Books are the culmination of years of research and writing and their authors deserve to be celebrated and learned from! We invite recent authors from across the ethnobiology spectrum to join us to share a little about the goals of your work and the process of crafting a book project. Monographs, edited volumes, original research, collections, cookbooks, and related creative works are welcome!
In this session attendees will have the opportunity to learn about recently published volumes and hear from authors directly about the processes involved and how the end product was achieved. This is a great way to learn about the latest works, find that new reading for an upcoming class, or find mentorship for your own book-in-the-making!

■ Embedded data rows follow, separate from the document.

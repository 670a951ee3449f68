use super::Error;

/// Error when a referenced record id does not exist in its table.
#[derive(Debug)]
pub(super) struct RecordNotFoundError {
    context: Option<Box<str>>,
}

impl std::error::Error for RecordNotFoundError {}

impl core::fmt::Display for RecordNotFoundError {
    fn fmt(&self, f: &mut core::fmt::Formatter) -> core::fmt::Result {
        f.write_str("record not found")?;
        if let Some(ref ctx) = self.context {
            write!(f, ": {}", ctx)?;
        }
        Ok(())
    }
}

impl Error {
    /// Creates a record-not-found error with a description of the lookup.
    pub fn record_not_found(context: impl Into<String>) -> Error {
        let context = context.into();
        Error::from(super::ErrorKind::RecordNotFound(RecordNotFoundError {
            context: (!context.is_empty()).then(|| context.into()),
        }))
    }

    /// Returns `true` if this error, or any error it wraps, is a
    /// record-not-found error.
    pub fn is_record_not_found(&self) -> bool {
        self.any(|kind| matches!(kind, super::ErrorKind::RecordNotFound(_)))
    }
}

This session explores how various examples of Indigenous land stewardship throughout North America provides a powerful example through which to de-center human exceptionalism in resource management and environmental governance. Unlike western ecology, Indigenous concepts of biodiversity usually acknowledge relationality through kinship and obligations between humans, the sacred world, plants, animals, fungi, and abiotic factors. This concept of biodiversity opens space for the emerging field of plant justice and the acceptance of plants as legal ‘persons. It envisions justice for the land involving an agreement between land and people that is simultaneously ecological and cultural. It recognizes that ecological integrity arises from reciprocal exchanges (what systems ecologists might call negative feedback loops or the biogeochemical give and take among members of an ecosystem) that produce biodiversity and ecological stability. It emphasizes moving forward from a widely held understanding amongst many Indigenous peoples of kinship with an animate and spiritual more than human world that is eloquently articulated in distant time stories where humans are surrounded by and interact with intelligences other than that of humans. Following from participatory action methodology this approach suggests that we apprentice to both Indigenous knowledge holders and the plants themselves so that through empathy and learning we might better understand the gifts plants have to offer and what legal dignity looks like for humans, plants and ecosystems.
Landscape archaeology emphasizes the ways that past peoples shaped the environment and how the environment can simultaneously impact human societies. Not bound by study region or time period, this session emphasizes the diverse landscapes that humans have co-created and called home through time. We seek to showcase human-environment interactions through various archaeological subfields, theoretical lenses, and methodological approaches. Presenters interested in human-animal and human-plant relationships are welcome, but so too are those interested in biomolecular archaeology, the built environment, paleoclimate modeling, and beyond. Our goal is to highlight the ethnobiological relevance of landscape archaeology and to provide new ways to appreciate the dynamic history of places.